The ATO has reminded SMSF trustees and professionals about the 31 January 2017 deadline to ensure Limited Recourse Borrowing Arrangements (LRBAs) are on an arm’s length basis.
— ato.gov.au (@ato_gov_au) January 18, 2017
The ATO says it will not select SMSFs for an income tax review for 2014/15 or earlier years “purely” because the fund had an LRBA. But this is conditional on SMSF trustees ensuring that any LRBA is on an arm’s length basis, or the LRBA is stopped, by 31 January 2017.
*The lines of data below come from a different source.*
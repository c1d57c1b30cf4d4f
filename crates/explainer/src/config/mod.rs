pub mod loader;
pub mod schema;

pub use loader::{load_config, load_config_from_str, validate_config};
pub use schema::{Config, GenerationConfig, RateLimitConfig};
Given this, we will not select an SMSF for an income tax review for the 2014-15 year or earlier years purely because the SMSF has entered into an LRBA. However, this is conditional on the SMSF trustee ensuring that any LRBA that their fund has is on terms consistent with an arm’s length dealing by 31 January 2017 or, alternatively, is brought to an end by 31 January 2017. This deadline was originally 30 June 2016, but it was extended after the ATO was told that trustees required more time.
The ATO has set out a two-step process to determine if the Non-Arm’s Length Income (NALI) rules – which can increase the amount of tax an SMSF pays on income from the arrangement – apply as a result of a LRBA.
This includes a “quick guide”:
Are borrowing terms consistent with safe harbours in Practical compliance guidelines (PCG), or other evidence that demonstrates they are arm’s length?
Yes – trustee does not need to consider TD 2016/16.
No – trustee needs to consider TD 2016/16 to determine if income is NALI.